RECORDS TO USE START

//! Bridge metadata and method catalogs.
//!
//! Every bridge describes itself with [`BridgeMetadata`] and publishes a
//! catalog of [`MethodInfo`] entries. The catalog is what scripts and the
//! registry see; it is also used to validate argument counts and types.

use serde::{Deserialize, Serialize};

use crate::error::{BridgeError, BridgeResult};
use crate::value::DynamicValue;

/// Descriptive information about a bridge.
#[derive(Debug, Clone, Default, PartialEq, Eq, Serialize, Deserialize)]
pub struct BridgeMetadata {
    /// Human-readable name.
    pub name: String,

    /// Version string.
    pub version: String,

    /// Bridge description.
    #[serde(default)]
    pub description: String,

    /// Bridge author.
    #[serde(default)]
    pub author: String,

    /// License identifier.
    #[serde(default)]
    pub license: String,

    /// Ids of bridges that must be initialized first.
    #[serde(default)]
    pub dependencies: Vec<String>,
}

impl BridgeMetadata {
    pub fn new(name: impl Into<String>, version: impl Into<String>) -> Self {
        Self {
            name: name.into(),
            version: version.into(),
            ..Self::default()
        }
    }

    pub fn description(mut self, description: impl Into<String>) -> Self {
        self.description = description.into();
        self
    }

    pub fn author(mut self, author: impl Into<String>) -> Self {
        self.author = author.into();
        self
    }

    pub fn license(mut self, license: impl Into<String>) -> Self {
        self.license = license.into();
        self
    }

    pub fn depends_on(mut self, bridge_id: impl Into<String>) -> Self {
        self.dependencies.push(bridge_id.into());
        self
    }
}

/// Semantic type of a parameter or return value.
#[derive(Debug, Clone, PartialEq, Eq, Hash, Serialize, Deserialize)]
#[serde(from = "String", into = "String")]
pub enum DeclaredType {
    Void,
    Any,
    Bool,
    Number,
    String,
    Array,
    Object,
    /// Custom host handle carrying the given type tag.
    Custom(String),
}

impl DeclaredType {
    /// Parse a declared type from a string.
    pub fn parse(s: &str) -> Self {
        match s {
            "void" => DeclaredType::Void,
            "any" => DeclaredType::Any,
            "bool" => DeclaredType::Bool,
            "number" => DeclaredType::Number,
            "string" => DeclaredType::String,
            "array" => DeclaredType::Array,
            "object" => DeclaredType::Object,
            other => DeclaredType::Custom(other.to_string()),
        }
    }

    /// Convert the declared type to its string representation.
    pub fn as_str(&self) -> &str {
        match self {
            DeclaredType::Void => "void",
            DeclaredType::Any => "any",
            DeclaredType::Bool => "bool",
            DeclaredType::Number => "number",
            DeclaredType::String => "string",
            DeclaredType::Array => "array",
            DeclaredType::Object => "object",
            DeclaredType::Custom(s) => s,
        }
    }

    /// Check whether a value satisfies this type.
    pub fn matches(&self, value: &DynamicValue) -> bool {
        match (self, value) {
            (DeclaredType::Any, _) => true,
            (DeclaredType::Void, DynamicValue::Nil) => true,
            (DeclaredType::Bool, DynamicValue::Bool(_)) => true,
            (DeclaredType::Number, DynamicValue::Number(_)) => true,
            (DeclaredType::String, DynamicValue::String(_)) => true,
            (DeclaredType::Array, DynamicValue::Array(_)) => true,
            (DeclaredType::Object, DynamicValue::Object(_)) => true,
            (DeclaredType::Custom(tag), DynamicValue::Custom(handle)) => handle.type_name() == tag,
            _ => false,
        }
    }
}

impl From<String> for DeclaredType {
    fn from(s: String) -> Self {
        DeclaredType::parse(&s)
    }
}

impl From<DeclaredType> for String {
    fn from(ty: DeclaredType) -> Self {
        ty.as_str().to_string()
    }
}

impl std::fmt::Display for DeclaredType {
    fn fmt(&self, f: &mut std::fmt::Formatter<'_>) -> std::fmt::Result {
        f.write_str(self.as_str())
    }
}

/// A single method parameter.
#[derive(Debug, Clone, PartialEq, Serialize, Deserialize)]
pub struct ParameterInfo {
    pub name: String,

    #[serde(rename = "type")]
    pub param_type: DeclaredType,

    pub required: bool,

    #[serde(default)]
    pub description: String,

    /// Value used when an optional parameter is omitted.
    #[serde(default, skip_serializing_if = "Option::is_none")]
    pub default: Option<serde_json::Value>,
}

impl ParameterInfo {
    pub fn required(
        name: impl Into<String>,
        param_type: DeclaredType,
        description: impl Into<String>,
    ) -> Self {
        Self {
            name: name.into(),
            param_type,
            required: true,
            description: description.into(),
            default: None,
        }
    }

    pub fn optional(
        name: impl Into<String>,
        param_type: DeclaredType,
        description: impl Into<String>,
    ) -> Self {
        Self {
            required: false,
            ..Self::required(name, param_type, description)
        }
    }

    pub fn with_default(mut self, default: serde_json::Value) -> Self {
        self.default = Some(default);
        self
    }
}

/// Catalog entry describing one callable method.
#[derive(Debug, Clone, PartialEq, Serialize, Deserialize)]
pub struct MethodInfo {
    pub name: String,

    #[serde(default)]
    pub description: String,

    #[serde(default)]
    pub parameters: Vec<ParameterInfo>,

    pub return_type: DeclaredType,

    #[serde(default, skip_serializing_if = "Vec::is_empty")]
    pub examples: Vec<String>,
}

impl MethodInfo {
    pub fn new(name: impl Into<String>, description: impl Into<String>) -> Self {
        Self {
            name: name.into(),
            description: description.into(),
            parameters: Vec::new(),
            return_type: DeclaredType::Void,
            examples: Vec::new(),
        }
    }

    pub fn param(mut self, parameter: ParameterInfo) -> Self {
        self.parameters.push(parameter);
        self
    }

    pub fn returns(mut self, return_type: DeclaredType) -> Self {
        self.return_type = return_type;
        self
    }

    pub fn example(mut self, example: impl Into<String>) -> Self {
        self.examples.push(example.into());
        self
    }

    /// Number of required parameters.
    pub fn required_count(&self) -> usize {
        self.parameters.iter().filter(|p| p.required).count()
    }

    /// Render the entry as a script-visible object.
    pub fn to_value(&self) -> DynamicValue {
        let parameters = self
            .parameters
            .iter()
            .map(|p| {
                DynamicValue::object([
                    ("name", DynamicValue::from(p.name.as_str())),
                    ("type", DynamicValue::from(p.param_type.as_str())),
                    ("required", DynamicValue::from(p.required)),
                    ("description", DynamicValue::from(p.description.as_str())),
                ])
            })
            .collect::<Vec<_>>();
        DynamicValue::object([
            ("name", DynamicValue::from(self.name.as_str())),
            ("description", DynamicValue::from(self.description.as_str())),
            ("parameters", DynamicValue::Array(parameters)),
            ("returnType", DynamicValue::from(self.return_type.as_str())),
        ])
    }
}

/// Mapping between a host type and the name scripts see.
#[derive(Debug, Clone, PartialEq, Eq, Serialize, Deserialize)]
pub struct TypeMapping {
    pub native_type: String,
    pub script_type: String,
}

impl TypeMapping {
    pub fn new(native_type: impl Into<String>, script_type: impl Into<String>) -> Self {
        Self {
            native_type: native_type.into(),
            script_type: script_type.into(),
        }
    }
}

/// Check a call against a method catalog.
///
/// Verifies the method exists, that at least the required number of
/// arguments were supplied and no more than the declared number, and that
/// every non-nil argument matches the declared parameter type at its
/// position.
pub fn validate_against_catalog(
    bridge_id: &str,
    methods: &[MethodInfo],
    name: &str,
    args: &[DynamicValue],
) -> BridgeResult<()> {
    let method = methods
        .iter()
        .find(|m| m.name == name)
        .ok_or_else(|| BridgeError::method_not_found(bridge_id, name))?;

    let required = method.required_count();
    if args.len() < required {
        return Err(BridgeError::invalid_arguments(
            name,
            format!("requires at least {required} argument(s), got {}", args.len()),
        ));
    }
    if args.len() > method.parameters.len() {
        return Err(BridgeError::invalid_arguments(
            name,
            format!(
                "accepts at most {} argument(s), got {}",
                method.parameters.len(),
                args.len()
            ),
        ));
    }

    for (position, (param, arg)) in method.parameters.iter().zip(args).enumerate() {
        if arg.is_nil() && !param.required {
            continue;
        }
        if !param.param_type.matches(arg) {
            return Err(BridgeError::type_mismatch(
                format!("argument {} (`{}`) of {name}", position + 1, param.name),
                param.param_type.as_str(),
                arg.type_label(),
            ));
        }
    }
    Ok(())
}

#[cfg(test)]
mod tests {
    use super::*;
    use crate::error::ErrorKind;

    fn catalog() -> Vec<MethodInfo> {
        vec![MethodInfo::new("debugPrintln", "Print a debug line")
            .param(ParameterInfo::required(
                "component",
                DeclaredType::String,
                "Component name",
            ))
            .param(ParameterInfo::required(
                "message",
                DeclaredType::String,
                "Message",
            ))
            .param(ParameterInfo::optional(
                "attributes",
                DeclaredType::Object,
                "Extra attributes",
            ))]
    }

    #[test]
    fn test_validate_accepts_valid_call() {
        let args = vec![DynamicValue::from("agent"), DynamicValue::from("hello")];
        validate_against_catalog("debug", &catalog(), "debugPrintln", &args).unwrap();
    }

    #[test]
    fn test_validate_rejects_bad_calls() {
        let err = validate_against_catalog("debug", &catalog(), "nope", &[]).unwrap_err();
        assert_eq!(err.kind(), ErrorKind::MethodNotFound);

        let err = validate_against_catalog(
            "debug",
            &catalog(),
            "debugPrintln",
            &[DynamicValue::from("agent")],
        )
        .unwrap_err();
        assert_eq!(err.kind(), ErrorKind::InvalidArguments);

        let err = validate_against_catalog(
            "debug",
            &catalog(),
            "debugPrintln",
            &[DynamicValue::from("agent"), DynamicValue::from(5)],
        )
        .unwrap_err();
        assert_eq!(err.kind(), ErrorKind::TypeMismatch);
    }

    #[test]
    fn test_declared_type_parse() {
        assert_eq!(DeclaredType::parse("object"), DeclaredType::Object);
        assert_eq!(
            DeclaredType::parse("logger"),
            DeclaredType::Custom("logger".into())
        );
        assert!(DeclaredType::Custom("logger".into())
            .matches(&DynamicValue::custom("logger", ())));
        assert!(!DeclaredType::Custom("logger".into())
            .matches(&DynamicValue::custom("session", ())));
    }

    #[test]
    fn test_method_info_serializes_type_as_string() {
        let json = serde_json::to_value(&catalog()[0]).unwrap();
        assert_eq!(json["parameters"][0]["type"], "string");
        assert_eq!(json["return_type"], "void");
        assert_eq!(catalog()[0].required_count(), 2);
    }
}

RECORDS TO USE END
RECORDS TO USE START

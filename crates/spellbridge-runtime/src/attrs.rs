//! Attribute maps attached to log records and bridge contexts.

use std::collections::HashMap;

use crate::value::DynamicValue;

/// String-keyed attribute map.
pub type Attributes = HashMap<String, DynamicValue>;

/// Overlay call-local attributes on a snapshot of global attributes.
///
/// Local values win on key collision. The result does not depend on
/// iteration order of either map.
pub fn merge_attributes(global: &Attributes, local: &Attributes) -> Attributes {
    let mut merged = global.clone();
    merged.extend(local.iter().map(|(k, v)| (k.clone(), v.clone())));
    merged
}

RECORDS TO USE END
RECORDS TO USE START

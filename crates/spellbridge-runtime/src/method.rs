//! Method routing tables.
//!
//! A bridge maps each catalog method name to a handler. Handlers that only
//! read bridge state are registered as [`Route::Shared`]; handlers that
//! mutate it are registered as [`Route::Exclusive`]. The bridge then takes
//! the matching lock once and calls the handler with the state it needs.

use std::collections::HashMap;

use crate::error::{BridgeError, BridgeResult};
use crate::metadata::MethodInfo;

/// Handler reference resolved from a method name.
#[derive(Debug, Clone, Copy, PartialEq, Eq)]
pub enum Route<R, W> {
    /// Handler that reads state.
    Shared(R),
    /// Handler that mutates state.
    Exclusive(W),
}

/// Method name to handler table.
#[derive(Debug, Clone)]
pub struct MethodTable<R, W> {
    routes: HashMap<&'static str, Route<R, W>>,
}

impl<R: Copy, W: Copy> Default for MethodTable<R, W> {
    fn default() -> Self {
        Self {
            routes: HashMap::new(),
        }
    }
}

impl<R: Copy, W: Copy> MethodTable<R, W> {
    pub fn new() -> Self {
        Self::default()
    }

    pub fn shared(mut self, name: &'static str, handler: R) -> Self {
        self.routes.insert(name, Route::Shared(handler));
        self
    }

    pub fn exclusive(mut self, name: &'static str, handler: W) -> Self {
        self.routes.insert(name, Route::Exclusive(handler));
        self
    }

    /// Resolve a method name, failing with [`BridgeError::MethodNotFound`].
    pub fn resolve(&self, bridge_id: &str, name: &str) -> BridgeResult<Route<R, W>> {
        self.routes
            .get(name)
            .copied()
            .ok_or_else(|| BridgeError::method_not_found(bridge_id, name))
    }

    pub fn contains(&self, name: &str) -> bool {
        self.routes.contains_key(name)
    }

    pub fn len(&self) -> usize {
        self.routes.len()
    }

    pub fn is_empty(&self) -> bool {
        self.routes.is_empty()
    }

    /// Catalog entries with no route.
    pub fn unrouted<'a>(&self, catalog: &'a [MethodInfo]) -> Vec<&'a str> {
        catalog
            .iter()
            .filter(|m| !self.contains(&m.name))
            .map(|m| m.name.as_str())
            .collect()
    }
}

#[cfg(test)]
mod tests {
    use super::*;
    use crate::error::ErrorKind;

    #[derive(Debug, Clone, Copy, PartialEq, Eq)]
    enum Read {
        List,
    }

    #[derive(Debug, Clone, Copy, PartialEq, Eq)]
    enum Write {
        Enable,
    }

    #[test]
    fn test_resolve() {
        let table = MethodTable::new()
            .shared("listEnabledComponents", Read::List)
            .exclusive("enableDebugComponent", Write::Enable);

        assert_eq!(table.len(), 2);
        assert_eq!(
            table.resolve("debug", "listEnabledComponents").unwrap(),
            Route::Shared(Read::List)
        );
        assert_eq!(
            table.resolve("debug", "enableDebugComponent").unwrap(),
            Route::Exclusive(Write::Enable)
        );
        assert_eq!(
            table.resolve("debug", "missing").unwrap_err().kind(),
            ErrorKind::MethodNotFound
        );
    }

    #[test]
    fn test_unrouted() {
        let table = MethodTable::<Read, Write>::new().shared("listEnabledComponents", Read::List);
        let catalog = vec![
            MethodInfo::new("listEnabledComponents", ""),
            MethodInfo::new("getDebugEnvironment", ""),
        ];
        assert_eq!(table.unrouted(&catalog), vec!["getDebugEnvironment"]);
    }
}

RECORDS TO USE END

**EXERCISE BRIEF:** Starting at the line that has "and method catalogs." in the records above, restate word for word every line until the one that has "pub enum DeclaredType", and include that one as well.

**TASK OUTPUT:**
//! Bridge metadata and method catalogs.
//!
//! Every bridge describes itself with [`BridgeMetadata`] and publishes a
//! catalog of [`MethodInfo`] entries. The catalog is what scripts and the
//! registry see; it is also used to validate argument counts and types.

use serde::{Deserialize, Serialize};

use crate::error::{BridgeError, BridgeResult};
use crate::value::DynamicValue;

/// Descriptive information about a bridge.
#[derive(Debug, Clone, Default, PartialEq, Eq, Serialize, Deserialize)]
pub struct BridgeMetadata {
    /// Human-readable name.
    pub name: String,

    /// Version string.
    pub version: String,

    /// Bridge description.
    #[serde(default)]
    pub description: String,

    /// Bridge author.
    #[serde(default)]
    pub author: String,

    /// License identifier.
    #[serde(default)]
    pub license: String,

    /// Ids of bridges that must be initialized first.
    #[serde(default)]
    pub dependencies: Vec<String>,
}

impl BridgeMetadata {
    pub fn new(name: impl Into<String>, version: impl Into<String>) -> Self {
        Self {
            name: name.into(),
            version: version.into(),
            ..Self::default()
        }
    }

    pub fn description(mut self, description: impl Into<String>) -> Self {
        self.description = description.into();
        self
    }

    pub fn author(mut self, author: impl Into<String>) -> Self {
        self.author = author.into();
        self
    }

    pub fn license(mut self, license: impl Into<String>) -> Self {
        self.license = license.into();
        self
    }

    pub fn depends_on(mut self, bridge_id: impl Into<String>) -> Self {
        self.dependencies.push(bridge_id.into());
        self
    }
}

/// Semantic type of a parameter or return value.
#[derive(Debug, Clone, PartialEq, Eq, Hash, Serialize, Deserialize)]
#[serde(from = "String", into = "String")]
pub enum DeclaredType {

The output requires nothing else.